**Work request**
For the string "Mutex", count the lines in the records below that contain it. Answer with that number alone.

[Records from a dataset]
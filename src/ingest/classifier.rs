//! Event classification and down-sampling policy.
//!
//! The classifier is a pure decision function over an event and a frequency
//! counter snapshot: it has no side effect beyond incrementing the counter
//! for the event it inspects. Policy, in priority order:
//!
//! 1. Event types on the always-important allow-list are stored.
//! 2. Entities (or their domains) on the important allow-list are stored.
//! 3. Significant state transitions (binary flips, unit-threshold crossings)
//!    are stored.
//! 4. Everything else is counted; once a key exceeds the high-frequency
//!    threshold within the window, only a configured fraction is retained
//!    and the rest is sampled out.
//!
//! Allow-lists are loaded from configuration and validated at startup rather
//! than matched against string literals in code.

use std::collections::HashSet;

use crate::config::SamplingConfig;
use crate::events::{EventType, RawEvent};
use crate::ingest::frequency::FrequencyTracker;

/// Outcome of classifying a single event.
#[derive(Debug, Clone, Copy, PartialEq, Eq)]
pub enum Disposition {
    /// Persist the event.
    Store,
    /// Discard the event; it carries no decision value.
    Drop,
    /// Discarded by high-frequency down-sampling.
    Sample,
}

impl Disposition {
    /// String form for logging and metrics labels.
    #[must_use]
    pub const fn as_str(&self) -> &'static str {
        match self {
            Self::Store => "store",
            Self::Drop => "drop",
            Self::Sample => "sample",
        }
    }
}

/// States treated as binary for transition significance.
const BINARY_STATES: [&str; 12] = [
    "on", "off", "open", "closed", "locked", "unlocked", "home", "away", "true", "false",
    "detected", "clear",
];

/// Configuration-driven event classifier.
#[derive(Debug)]
pub struct EventClassifier {
    important_event_types: HashSet<EventType>,
    important_entities: HashSet<String>,
    important_domains: HashSet<String>,
    high_frequency_threshold: u32,
    sample_fraction: f64,
}

impl EventClassifier {
    /// Build a classifier from validated sampling configuration.
    #[must_use]
    pub fn new(config: &SamplingConfig) -> Self {
        Self {
            important_event_types: config
                .important_event_types
                .iter()
                .map(|s| EventType::parse(s))
                .collect(),
            important_entities: config.important_entities.iter().cloned().collect(),
            important_domains: config.important_domains.iter().cloned().collect(),
            high_frequency_threshold: config.high_frequency_threshold,
            sample_fraction: config.sample_fraction,
        }
    }

    /// Classify an event against a frequency tracker.
    ///
    /// The only side effect is incrementing the (entity, type) counter when
    /// the event reaches the frequency tier of the policy.
    pub fn classify(&self, event: &RawEvent, counters: &FrequencyTracker) -> Disposition {
        self.classify_with_draw(event, counters, rand::random::<f64>())
    }

    /// Classification with an explicit sampling draw in `[0, 1)`.
    ///
    /// Exposed so the sampling branch is deterministic under test.
    pub fn classify_with_draw(
        &self,
        event: &RawEvent,
        counters: &FrequencyTracker,
        draw: f64,
    ) -> Disposition {
        if event.entity_id.is_empty() {
            return Disposition::Drop;
        }

        if self.important_event_types.contains(&event.event_type) {
            return Disposition::Store;
        }

        if self.important_entities.contains(&event.entity_id)
            || self.important_domains.contains(event.domain())
        {
            return Disposition::Store;
        }

        if is_significant_transition(event.old_state.as_deref(), event.new_state.as_deref()) {
            return Disposition::Store;
        }

        let count = counters.observe(&event.entity_id, &event.event_type);
        if count > self.high_frequency_threshold {
            if draw < self.sample_fraction {
                Disposition::Store
            } else {
                Disposition::Sample
            }
        } else {
            Disposition::Store
        }
    }
}

/// Whether a state transition is significant enough to store outright.
///
/// Binary flips always are. Numeric values are significant when they cross a
/// unit boundary, which filters sub-degree sensor jitter without losing real
/// movement. Identical states never are.
fn is_significant_transition(old: Option<&str>, new: Option<&str>) -> bool {
    let (Some(old), Some(new)) = (old, new) else {
        return false;
    };
    if old == new {
        return false;
    }

    let old_lower = old.to_ascii_lowercase();
    let new_lower = new.to_ascii_lowercase();
    if BINARY_STATES.contains(&old_lower.as_str()) && BINARY_STATES.contains(&new_lower.as_str()) {
        return true;
    }

    if let (Ok(old_num), Ok(new_num)) = (old.parse::<f64>(), new.parse::<f64>()) {
        return old_num.trunc() != new_num.trunc() || (old_num - new_num).abs() >= 1.0;
    }

    false
}

#[cfg(test)]
mod tests {
    use super::*;
    use std::time::Duration;

    fn test_config() -> SamplingConfig {
        SamplingConfig {
            window_secs: 1,
            high_frequency_threshold: 10,
            sample_fraction: 0.1,
            important_event_types: vec!["automation_triggered".into()],
            important_entities: vec!["switch.garage".into()],
            important_domains: vec!["binary_sensor".into(), "lock".into(), "alarm_control_panel".into()],
        }
    }

    fn classifier() -> EventClassifier {
        EventClassifier::new(&test_config())
    }

    fn tracker() -> FrequencyTracker {
        FrequencyTracker::new(Duration::from_secs(1))
    }

    #[test]
    fn test_allow_listed_event_type_always_stored() {
        let c = classifier();
        let t = tracker();
        for _ in 0..100 {
            let event = RawEvent::new(
                "automation.morning",
                EventType::AutomationTriggered,
                None,
                None,
            );
            assert_eq!(c.classify(&event, &t), Disposition::Store);
        }
    }

    #[test]
    fn test_allow_listed_entity_stored() {
        let c = classifier();
        let event = RawEvent::new("switch.garage", EventType::StateChanged, None, None);
        assert_eq!(c.classify(&event, &tracker()), Disposition::Store);
    }

    #[test]
    fn test_important_domain_stored() {
        let c = classifier();
        let event = RawEvent::new(
            "binary_sensor.hallway_motion",
            EventType::StateChanged,
            Some("off".into()),
            Some("off".into()),
        );
        assert_eq!(c.classify(&event, &tracker()), Disposition::Store);
    }

    #[test]
    fn test_empty_entity_dropped() {
        let c = classifier();
        let event = RawEvent::new("", EventType::StateChanged, None, None);
        assert_eq!(c.classify(&event, &tracker()), Disposition::Drop);
    }

    #[test]
    fn test_binary_flip_is_significant() {
        assert!(is_significant_transition(Some("on"), Some("off")));
        assert!(is_significant_transition(Some("locked"), Some("unlocked")));
        assert!(!is_significant_transition(Some("on"), Some("on")));
    }

    #[test]
    fn test_numeric_threshold_crossing() {
        assert!(is_significant_transition(Some("21.9"), Some("22.1")));
        assert!(is_significant_transition(Some("10"), Some("12")));
        assert!(!is_significant_transition(Some("21.1"), Some("21.4")));
    }

    #[test]
    fn test_missing_states_not_significant() {
        assert!(!is_significant_transition(None, Some("on")));
        assert!(!is_significant_transition(Some("on"), None));
        assert!(!is_significant_transition(None, None));
    }

    #[test]
    fn test_low_frequency_stored() {
        let c = classifier();
        let t = tracker();
        for _ in 0..10 {
            let event = RawEvent::new(
                "sensor.temperature",
                EventType::StateChanged,
                Some("21.1".into()),
                Some("21.2".into()),
            );
            assert_eq!(c.classify(&event, &t), Disposition::Store);
        }
    }

    #[test]
    fn test_high_frequency_sampling_uses_draw() {
        let c = classifier();
        let t = tracker();

        // Push past the threshold first.
        for _ in 0..10 {
            let event = RawEvent::new(
                "sensor.temperature",
                EventType::StateChanged,
                Some("21.1".into()),
                Some("21.2".into()),
            );
            c.classify(&event, &t);
        }

        let event = RawEvent::new(
            "sensor.temperature",
            EventType::StateChanged,
            Some("21.1".into()),
            Some("21.2".into()),
        );
        assert_eq!(c.classify_with_draw(&event, &t, 0.05), Disposition::Store);

        let event = RawEvent::new(
            "sensor.temperature",
            EventType::StateChanged,
            Some("21.1".into()),
            Some("21.2".into()),
        );
        assert_eq!(c.classify_with_draw(&event, &t, 0.95), Disposition::Sample);
    }
}
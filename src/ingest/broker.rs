//! Message broker abstraction for the ingestion pipeline.
//!
//! Events are published to a topic named after the event type, keyed by
//! entity id. Production uses Redis Streams; tests use the in-memory broker,
//! which can also be flipped into a failing mode to exercise the pipeline's
//! direct-storage fallback.

use std::collections::HashMap;
use std::sync::atomic::{AtomicBool, Ordering};

use async_trait::async_trait;
use parking_lot::Mutex;

/// Broker publish failure.
///
/// These never propagate to the event producer; the pipeline logs them and
/// falls back to direct storage.
#[derive(Debug, thiserror::Error)]
pub enum BrokerError {
    /// The broker rejected or never acknowledged the publish.
    #[error("broker unavailable: {0}")]
    Unavailable(String),
    /// The publish did not complete within the pipeline's bound.
    #[error("broker publish timed out")]
    Timeout,
}

/// A message accepted by a broker.
#[derive(Debug, Clone)]
pub struct PublishedMessage {
    /// Partition/routing key (entity id).
    pub key: String,
    /// Serialized event payload.
    pub payload: Vec<u8>,
}

/// Outbound publish interface for the ingestion pipeline.
#[async_trait]
pub trait EventBroker: Send + Sync {
    /// Publish a payload to `topic` with routing `key`.
    async fn publish(&self, topic: &str, key: &str, payload: &[u8]) -> Result<(), BrokerError>;
}

/// Redis Streams broker.
///
/// Each topic maps to a stream `{prefix}:{topic}`; the entry carries the
/// routing key and payload as fields.
#[derive(Clone)]
pub struct RedisBroker {
    conn: redis::aio::ConnectionManager,
    stream_prefix: String,
}

impl RedisBroker {
    /// Create a broker over an established Redis connection.
    #[must_use]
    pub fn new(conn: redis::aio::ConnectionManager, stream_prefix: impl Into<String>) -> Self {
        Self {
            conn,
            stream_prefix: stream_prefix.into(),
        }
    }
}

impl std::fmt::Debug for RedisBroker {
    fn fmt(&self, f: &mut std::fmt::Formatter<'_>) -> std::fmt::Result {
        f.debug_struct("RedisBroker")
            .field("stream_prefix", &self.stream_prefix)
            .finish()
    }
}

#[async_trait]
impl EventBroker for RedisBroker {
    async fn publish(&self, topic: &str, key: &str, payload: &[u8]) -> Result<(), BrokerError> {
        use redis::AsyncCommands;

        let stream = format!("{}:{}", self.stream_prefix, topic);
        let mut conn = self.conn.clone();

        let _: String = conn
            .xadd(&stream, "*", &[("key", key.as_bytes()), ("payload", payload)])
            .await
            .map_err(|e| BrokerError::Unavailable(e.to_string()))?;

        Ok(())
    }
}

/// In-process broker used by tests and by deployments without Redis.
///
/// Collects published messages per topic and can simulate outage via
/// [`InMemoryBroker::set_failing`].
#[derive(Debug, Default)]
pub struct InMemoryBroker {
    topics: Mutex<HashMap<String, Vec<PublishedMessage>>>,
    failing: AtomicBool,
}

impl InMemoryBroker {
    /// Create an empty broker.
    #[must_use]
    pub fn new() -> Self {
        Self::default()
    }

    /// Toggle simulated broker outage.
    pub fn set_failing(&self, failing: bool) {
        self.failing.store(failing, Ordering::SeqCst);
    }

    /// Messages accepted on a topic so far.
    #[must_use]
    pub fn published(&self, topic: &str) -> Vec<PublishedMessage> {
        self.topics
            .lock()
            .get(topic)
            .cloned()
            .unwrap_or_default()
    }

    /// Total messages accepted across all topics.
    #[must_use]
    pub fn total_published(&self) -> usize {
        self.topics.lock().values().map(Vec::len).sum()
    }
}

#[async_trait]
impl EventBroker for InMemoryBroker {
    async fn publish(&self, topic: &str, key: &str, payload: &[u8]) -> Result<(), BrokerError> {
        if self.failing.load(Ordering::SeqCst) {
            return Err(BrokerError::Unavailable("simulated outage".to_string()));
        }

        self.topics
            .lock()
            .entry(topic.to_string())
            .or_default()
            .push(PublishedMessage {
                key: key.to_string(),
                payload: payload.to_vec(),
            });

        Ok(())
    }
}

#[cfg(test)]
mod tests {
    use super::*;

    #[tokio::test]
    async fn test_in_memory_publish_records_message() {
        let broker = InMemoryBroker::new();
        broker
            .publish("state_changed", "sensor.temp", b"{}")
            .await
            .unwrap();

        let messages = broker.published("state_changed");
        assert_eq!(messages.len(), 1);
        assert_eq!(messages[0].key, "sensor.temp");
        assert_eq!(broker.total_published(), 1);
    }

    #[tokio::test]
    async fn test_in_memory_failing_mode() {
        let broker = InMemoryBroker::new();
        broker.set_failing(true);

        let err = broker
            .publish("state_changed", "sensor.temp", b"{}")
            .await
            .unwrap_err();
        assert!(matches!(err, BrokerError::Unavailable(_)));
        assert_eq!(broker.total_published(), 0);

        broker.set_failing(false);
        broker
            .publish("state_changed", "sensor.temp", b"{}")
            .await
            .unwrap();
        assert_eq!(broker.total_published(), 1);
    }
}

**Solution to this problem**
2